Rena M. Conti, PhD: I believe that putting information in the public domain is crucial to getting innovation to really work in this space. And I also believe, very strongly, that patients are ultimately the owners of their own data. So I think that what we will hopefully see is that we’re in this temporary period, or in a transition period right now, where there are a lot of companies that want to hold on to certain pieces of this data and try to monetize it. But, over time, I think we’ll see new information systems come about that put patients more in the driver’s seat of actually holding on to data and being able to provide it to different providers that are taking care of them. And government does have a role in setting regulations to protect patient privacy and [provide] fair playing fields for providers to start talking to each other and actually sharing data, as opposed to, again, hoarding data for their own financial purposes. We’ll see.
Andrew L. Pecora, MD, CPE: So let me ask you the question in a different way and I’ll use an example. Right now, if the federal government said to Pfizer, Johnson & Johnson, Celgene, and Amgen, “Guess what? All the data you have is now going to be put in the public domain. Everything you have about every clinical trial, even in the middle of trials, is going to [be publicly] known. There really are no trade secrets.”
Put that in the context of the federal government which says to the University of Whoever, Company X, [an] electronic medical record company, or a data analytics company, “All of your data is going public. De-identified, of course. So it’s not tied to a person, but you don’t own that. That’s the public domain.”

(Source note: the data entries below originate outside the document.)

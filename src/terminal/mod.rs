//! Terminal Emulation Boundary
//!
//! The protocol never renders anything itself. It feeds raw bytes to a
//! terminal emulator, polls the emulator's scrollback for quiescence and
//! reads rendered lines back when extracting a command's output.

pub mod prompt;
pub mod scrollback;

pub use prompt::PromptDetector;
pub use scrollback::{ScrollbackBuffer, DEFAULT_COLUMNS};

use std::ops::Range;

/// Opaque token identifying one rendered state of the scrollback
///
/// Two snapshots compare equal only if nothing was rendered in between.
#[derive(Debug, Clone, Copy, PartialEq, Eq, Hash)]
pub struct ScrollbackSnapshot(u64);

impl ScrollbackSnapshot {
    pub fn new(generation: u64) -> Self {
        Self(generation)
    }
}

/// Terminal emulator the session renders into
pub trait TerminalEmulator: Send + Sync {
    /// Render raw output bytes, escapes included
    fn feed(&self, data: &[u8]);

    /// Current scrollback identity, for equality polling only
    fn snapshot(&self) -> ScrollbackSnapshot;

    /// Number of lines in the scrollback
    fn line_count(&self) -> usize;

    /// Plain text of the lines in `range`, clamped to what exists
    fn lines(&self, range: Range<usize>) -> Vec<String>;

    /// Discard all scrollback
    fn clear(&self);

    /// The terminal was resized; rows already rendered keep their wrapping
    fn resize(&self, _cols: u16, _rows: u16) {}

    /// The last `count` lines
    fn tail(&self, count: usize) -> Vec<String> {
        let total = self.line_count();
        self.lines(total.saturating_sub(count)..total)
    }
}
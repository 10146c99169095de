//! Pseudoterminal (PTY) Management
//!
//! The byte channel boundary the protocol talks through, its `portable-pty`
//! implementation, and the event bus sessions publish on.

pub mod channel;
pub mod events;
pub mod process;

pub use channel::{ByteChannel, ChannelSpawner, SpawnedChannel};
pub use events::{SessionEvent, SessionEventBus, SessionEventSubscription};
pub use process::{get_default_shell, get_user_shell, PtyChannel, PtySpawner};
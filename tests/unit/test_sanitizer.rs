//! Unit tests for the output sanitizer

use shellbridge::ansi::{strip_ansi, OutputSanitizer};
use shellbridge::models::ShellType;
use shellbridge::protocol::Sentinel;

#[cfg(test)]
mod sanitizer_tests {
    use super::*;

    #[test]
    fn test_plain_text_passes_through() {
        assert_eq!(strip_ansi("Hello, World!"), "Hello, World!");
    }

    #[test]
    fn test_prompt_decorations_removed() {
        // Title, bracketed paste and a colored prompt, as bash emits them
        let raw = "\x1b]0;user@host: ~\x07\x1b[?2004h\x1b[01;32muser@host\x1b[00m:\x1b[01;34m~\x1b[00m$ ";
        assert_eq!(strip_ansi(raw), "user@host:~$ ");
    }

    #[test]
    fn test_crlf_becomes_lf() {
        assert_eq!(strip_ansi("one\r\ntwo\r\n"), "one\ntwo\n");
    }

    #[test]
    fn test_readline_wrap_artifact() {
        assert_eq!(strip_ansi("abc \x08def"), "abcdef");
    }

    #[test]
    fn test_sentinel_survives_sanitizing() {
        let sentinel = Sentinel::from_nonce(ShellType::Bash, 0x1234);
        let raw = format!("\x1b[0m{}\x1b[1m$ \x1b[0m", sentinel.as_str());
        assert_eq!(strip_ansi(&raw), format!("{}$ ", sentinel.as_str()));
    }

    #[test]
    fn test_sentinel_split_across_chunks() {
        let sentinel = Sentinel::from_nonce(ShellType::Bash, 0xBEEF);
        let raw = format!("done\r\n\x1b[0m{}$ ", sentinel.as_str());
        let bytes = raw.as_bytes();

        for split in 1..bytes.len() {
            let mut sanitizer = OutputSanitizer::new();
            let mut out = sanitizer.sanitize(&bytes[..split]);
            out.push_str(&sanitizer.sanitize(&bytes[split..]));
            assert_eq!(out, format!("done\n{}$ ", sentinel.as_str()), "split at {split}");
        }
    }

    #[test]
    fn test_reset_discards_partial_sequence() {
        let mut sanitizer = OutputSanitizer::new();
        assert_eq!(sanitizer.sanitize(b"a\x1b["), "a");
        sanitizer.reset();
        assert_eq!(sanitizer.sanitize(b"31mb"), "31mb");
    }
}
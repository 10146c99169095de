//! Session Event System
//!
//! Broadcasts what happens on a shell session to any number of observers:
//! raw output for rendering, lifecycle transitions, and user-visible notices
//! raised when the protocol has to degrade or fall back.

use tokio::sync::broadcast;

use crate::models::SessionState;

/// Events emitted by a shell session
#[derive(Debug, Clone)]
pub enum SessionEvent {
    /// Raw output chunk from the shell
    Output {
        /// Raw output bytes, escapes included
        data: Vec<u8>,
    },
    /// Session lifecycle transition
    StateChanged {
        /// The new state
        state: SessionState,
    },
    /// Something the user should see
    Notice {
        /// Human-readable message
        message: String,
    },
    /// The shell's output stream closed
    Exited,
}

/// Subscription handle for receiving session events
pub struct SessionEventSubscription {
    receiver: broadcast::Receiver<SessionEvent>,
}

impl SessionEventSubscription {
    /// Receive the next event, waiting if necessary
    pub async fn recv(&mut self) -> Option<SessionEvent> {
        loop {
            match self.receiver.recv().await {
                Ok(event) => return Some(event),
                Err(broadcast::error::RecvError::Closed) => return None,
                Err(broadcast::error::RecvError::Lagged(count)) => {
                    warn!("Session event subscriber lagged by {} events", count);
                }
            }
        }
    }

    /// Try to receive an event without blocking
    pub fn try_recv(&mut self) -> Option<SessionEvent> {
        loop {
            match self.receiver.try_recv() {
                Ok(event) => return Some(event),
                Err(broadcast::error::TryRecvError::Empty)
                | Err(broadcast::error::TryRecvError::Closed) => return None,
                Err(broadcast::error::TryRecvError::Lagged(count)) => {
                    warn!("Session event subscriber lagged by {} events", count);
                }
            }
        }
    }
}

/// Event bus for publishing and subscribing to session events
#[derive(Clone)]
pub struct SessionEventBus {
    sender: broadcast::Sender<SessionEvent>,
}

impl SessionEventBus {
    /// Create a new event bus with the specified capacity
    pub fn new(capacity: usize) -> Self {
        let (sender, _) = broadcast::channel(capacity);
        Self { sender }
    }

    /// Subscribe to session events
    pub fn subscribe(&self) -> SessionEventSubscription {
        SessionEventSubscription {
            receiver: self.sender.subscribe(),
        }
    }

    /// Publish an event to all subscribers
    pub fn publish(&self, event: SessionEvent) {
        // Ignore errors - they just mean no subscribers are active
        let _ = self.sender.send(event);
    }

    /// Publish a user-visible notice
    pub fn notice(&self, message: impl Into<String>) {
        self.publish(SessionEvent::Notice {
            message: message.into(),
        });
    }

    /// Get the number of active subscribers
    pub fn subscriber_count(&self) -> usize {
        self.sender.receiver_count()
    }
}

impl Default for SessionEventBus {
    fn default() -> Self {
        Self::new(256)
    }
}
//! Configuration File Loading
//!
//! Handles loading and saving configuration files from various locations
//! with support for multiple formats and fallback to defaults.

use super::Config;
use crate::error::{Error, Result};
use std::env;
use std::fs;
use std::path::{Path, PathBuf};

/// Configuration file loader
pub struct ConfigLoader {
    /// Search paths for configuration files (without extension)
    search_paths: Vec<PathBuf>,
    /// Supported configuration file formats, in priority order
    supported_formats: Vec<ConfigFormat>,
    /// Path of the last loaded configuration
    current_path: Option<PathBuf>,
}

#[derive(Debug, Clone, Copy, PartialEq)]
pub enum ConfigFormat {
    /// TOML format
    Toml,
    /// JSON format
    Json,
}

impl ConfigFormat {
    fn extension(self) -> &'static str {
        match self {
            ConfigFormat::Toml => "toml",
            ConfigFormat::Json => "json",
        }
    }

    fn name(self) -> &'static str {
        match self {
            ConfigFormat::Toml => "TOML",
            ConfigFormat::Json => "JSON",
        }
    }

    /// Format implied by a file extension; TOML when unknown
    pub fn from_path(path: &Path) -> Self {
        match path.extension().and_then(|ext| ext.to_str()) {
            Some("json") => ConfigFormat::Json,
            _ => ConfigFormat::Toml,
        }
    }
}

impl ConfigLoader {
    /// Create a loader with the default search paths
    pub fn new() -> Self {
        Self::with_search_paths(Self::default_search_paths())
    }

    /// Create a loader with explicit search paths
    pub fn with_search_paths(search_paths: Vec<PathBuf>) -> Self {
        Self {
            search_paths,
            supported_formats: vec![ConfigFormat::Toml, ConfigFormat::Json],
            current_path: None,
        }
    }

    /// Load configuration from the default locations, falling back to defaults
    pub fn load() -> Result<Config> {
        let mut loader = Self::new();
        loader.load_or_default()
    }

    /// Search this loader's paths; use defaults when nothing is found
    pub fn load_or_default(&mut self) -> Result<Config> {
        let config = match self.find_and_load_config() {
            Some((path, config)) => {
                info!("Configuration loaded from {}", path.display());
                self.current_path = Some(path);
                config
            }
            None => {
                debug!("No configuration file found, using defaults");
                Config::default()
            }
        };

        config.validate()?;
        Ok(config)
    }

    /// Load and validate a configuration file at an explicit path
    pub fn load_from_path(path: &Path) -> Result<Config> {
        if !path.exists() {
            return Err(Error::ConfigLoadFailed {
                path: path.to_path_buf(),
                reason: "file does not exist".to_string(),
            });
        }

        let config = Self::load_config_file(path, ConfigFormat::from_path(path))?;
        config.validate()?;
        Ok(config)
    }

    /// Save configuration to a specific path, format chosen by extension
    pub fn save_to_path(config: &Config, path: &Path) -> Result<()> {
        if let Some(parent) = path.parent() {
            fs::create_dir_all(parent)?;
        }

        let format = ConfigFormat::from_path(path);
        let content = match format {
            ConfigFormat::Json => serde_json::to_string_pretty(config).map_err(|e| {
                Error::ConfigSerializationFailed {
                    format: format.name().to_string(),
                    reason: e.to_string(),
                }
            })?,
            ConfigFormat::Toml => {
                toml::to_string_pretty(config).map_err(|e| Error::ConfigSerializationFailed {
                    format: format.name().to_string(),
                    reason: e.to_string(),
                })?
            }
        };

        fs::write(path, content)?;
        Ok(())
    }

    /// Path of the configuration file that was loaded, if any
    pub fn current_path(&self) -> Option<&Path> {
        self.current_path.as_deref()
    }

    /// Find and load configuration from search paths
    fn find_and_load_config(&self) -> Option<(PathBuf, Config)> {
        for path in &self.search_paths {
            for format in &self.supported_formats {
                let config_path = path.with_extension(format.extension());
                if !config_path.exists() {
                    continue;
                }

                match Self::load_config_file(&config_path, *format) {
                    Ok(config) => return Some((config_path, config)),
                    Err(e) => {
                        // Keep searching; a broken file must not block startup
                        warn!("Failed to load config from {}: {}", config_path.display(), e);
                    }
                }
            }
        }

        None
    }

    /// Load a specific configuration file
    fn load_config_file(path: &Path, format: ConfigFormat) -> Result<Config> {
        let content = fs::read_to_string(path).map_err(|e| Error::ConfigLoadFailed {
            path: path.to_path_buf(),
            reason: e.to_string(),
        })?;

        match format {
            ConfigFormat::Toml => toml::from_str(&content).map_err(|e| Error::ConfigParseFailed {
                format: format.name().to_string(),
                reason: e.to_string(),
            }),
            ConfigFormat::Json => {
                serde_json::from_str(&content).map_err(|e| Error::ConfigParseFailed {
                    format: format.name().to_string(),
                    reason: e.to_string(),
                })
            }
        }
    }

    /// Default search paths for configuration files
    fn default_search_paths() -> Vec<PathBuf> {
        let mut paths = Vec::new();

        if let Ok(xdg_config) = env::var("XDG_CONFIG_HOME") {
            paths.push(PathBuf::from(xdg_config).join("shellbridge").join("config"));
        }

        if let Some(config_dir) = dirs::config_dir() {
            paths.push(config_dir.join("shellbridge").join("config"));
        }

        if let Some(home) = dirs::home_dir() {
            paths.push(home.join(".shellbridge"));
        }

        if let Ok(cwd) = env::current_dir() {
            paths.push(cwd.join(".shellbridge"));
        }

        paths
    }
}

impl Default for ConfigLoader {
    fn default() -> Self {
        Self::new()
    }
}
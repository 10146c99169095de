//! Property-based tests for output truncation

use proptest::prelude::*;
use shellbridge::config::OutputConfig;
use shellbridge::protocol::truncate_output;

fn config() -> impl Strategy<Value = OutputConfig> {
    (10usize..200, 1usize..20000).prop_flat_map(|(max_lines, max_chars)| {
        (1..max_lines / 2, 1..max_lines / 2).prop_map(move |(head_lines, tail_lines)| OutputConfig {
            max_lines,
            max_chars,
            head_lines,
            tail_lines,
        })
    })
}

proptest! {
    #[test]
    fn test_within_budget_is_identity(
        lines in prop::collection::vec("[a-z0-9 ]{0,20}", 0..50),
    ) {
        let text = lines.join("\n");
        let config = OutputConfig {
            max_lines: 100,
            max_chars: 5000,
            head_lines: 40,
            tail_lines: 40,
        };
        prop_assert_eq!(truncate_output(&text, &config), text);
    }

    #[test]
    fn test_head_and_tail_are_kept(
        count in 101usize..400,
        config in config(),
    ) {
        let lines: Vec<String> = (0..count).map(|i| format!("line{}", i)).collect();
        let text = lines.join("\n");
        let config = OutputConfig { max_chars: usize::MAX, ..config };
        let out = truncate_output(&text, &config);

        if count > config.max_lines {
            let omitted = count - config.head_lines - config.tail_lines;
            let marker = format!("... [{} lines omitted] ...", omitted);
            prop_assert!(out.contains(&marker));
            prop_assert_eq!(out.lines().count(), config.head_lines + config.tail_lines + 1);
            prop_assert!(out.starts_with("line0\n"));
            let last = format!("\nline{}", count - 1);
            prop_assert!(out.ends_with(&last));
        } else {
            prop_assert_eq!(out, text);
        }
    }

    #[test]
    fn test_character_budget_is_respected(
        text in "[a-zé\n]{0,3000}",
        max_chars in 2usize..2000,
    ) {
        let config = OutputConfig {
            max_lines: usize::MAX,
            max_chars,
            head_lines: 0,
            tail_lines: 0,
        };
        let out = truncate_output(&text, &config);
        let original = text.chars().count();

        if original > max_chars {
            let keep = max_chars / 2;
            let marker = format!("... [{} characters omitted] ...", original - 2 * keep);
            prop_assert!(out.contains(&marker));
            let head: String = text.chars().take(keep).collect();
            prop_assert!(out.starts_with(&head));
        } else {
            prop_assert_eq!(out, text);
        }
    }
}
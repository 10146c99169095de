//! Byte Channel Abstraction
//!
//! The protocol only needs three operations from the process behind a
//! session plus a stream of output chunks. Keeping them behind traits lets
//! the lifecycle manager drive a real PTY in production and a scripted shell
//! in tests.

use async_trait::async_trait;
use std::sync::Arc;
use tokio::sync::mpsc::UnboundedReceiver;

use crate::config::ShellConfig;
use crate::error::Result;

/// Bidirectional byte channel to an interactive shell
///
/// Implementations must not block the caller for longer than it takes to
/// hand the bytes to a writer thread or buffer.
pub trait ByteChannel: Send + Sync {
    /// Write raw bytes to the shell's input
    fn write(&self, data: &[u8]) -> Result<()>;

    /// Forward new viewport dimensions
    fn resize(&self, cols: u16, rows: u16) -> Result<()>;

    /// Terminate the shell process
    fn kill(&self) -> Result<()>;
}

/// A freshly spawned shell
pub struct SpawnedChannel {
    /// Input side and control operations
    pub channel: Arc<dyn ByteChannel>,

    /// Output chunks in arrival order; closes when the shell exits
    pub output: UnboundedReceiver<Vec<u8>>,

    /// Program that was launched, used for flavor detection
    pub program: String,
}

impl std::fmt::Debug for SpawnedChannel {
    fn fmt(&self, f: &mut std::fmt::Formatter<'_>) -> std::fmt::Result {
        f.debug_struct("SpawnedChannel")
            .field("program", &self.program)
            .finish_non_exhaustive()
    }
}

/// Factory for byte channels
#[async_trait]
pub trait ChannelSpawner: Send + Sync {
    /// Spawn an interactive shell as described by `config`
    ///
    /// # Errors
    /// Returns an error if the process or its pseudoterminal cannot be created
    async fn spawn(&self, config: &ShellConfig) -> Result<SpawnedChannel>;
}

How would that work? I struggle with this and I think a lot about it. I would like both of your opinions. I think a lot of people struggle with this. So why is it okay for Boeing to keep its information private about what it’s doing, and for Amgen to keep its information private about what it’s doing? It has to tell the FDA, but that’s confidential. That’s still not in the public domain. But, yet, if a company wants to create a new business model where information is monetized, there’s the pro and the con of that. How do you look at it?
Brenton Fargnoli, MD: I think it’s a great question. The first piece being the government’s responsibility to set up the framework to facilitate those solutions. Whether it’s updating of certain laws or incentives around data exchange, that type of framework is going to be very important for the private industry to solve [problems] within that [framework]. And with the innovation we’re seeing both in immuno-oncology and technology at large, it’s challenging for the government to keep up with that.
The second piece being, I think, the answer usually lies when you bring it back to a patient. So here, we have a patient who is actually the most interoperable part of the healthcare system. The patient is actually going every single place. So, finding a way to engage them in the information [sharing] is key.
And I want to bring up [the third piece] — there’s a subtlety between information and usable data. A patient, for example, might get PDFs, CDs, and all of this information. If there’s interoperability, or partnerships, between hospitals, those CDs and those PDFs will be sent over. That’s 1 exchange of information. But then there’s a higher level order of information, which is processing structured data and looking through those PDFs and pulling out information so that it’s searchable and minable. And that’s a lot of work that various organizations are doing, and they’re doing that to drive incentives back down to the patient. So I think that’s another important piece of information. But when we talk about information exchange and data exchange, it’s obviously a central tenet of coordinated, important care. But all information is not equal. If 1 hospital is interoperable with another, they’re either getting unstructured information, which takes a long time to read through just for 1 patient, let alone millions of patients, or it’s structured for certain data points. And so, looking at that level of granularity of the data, I think, is important to these discussions.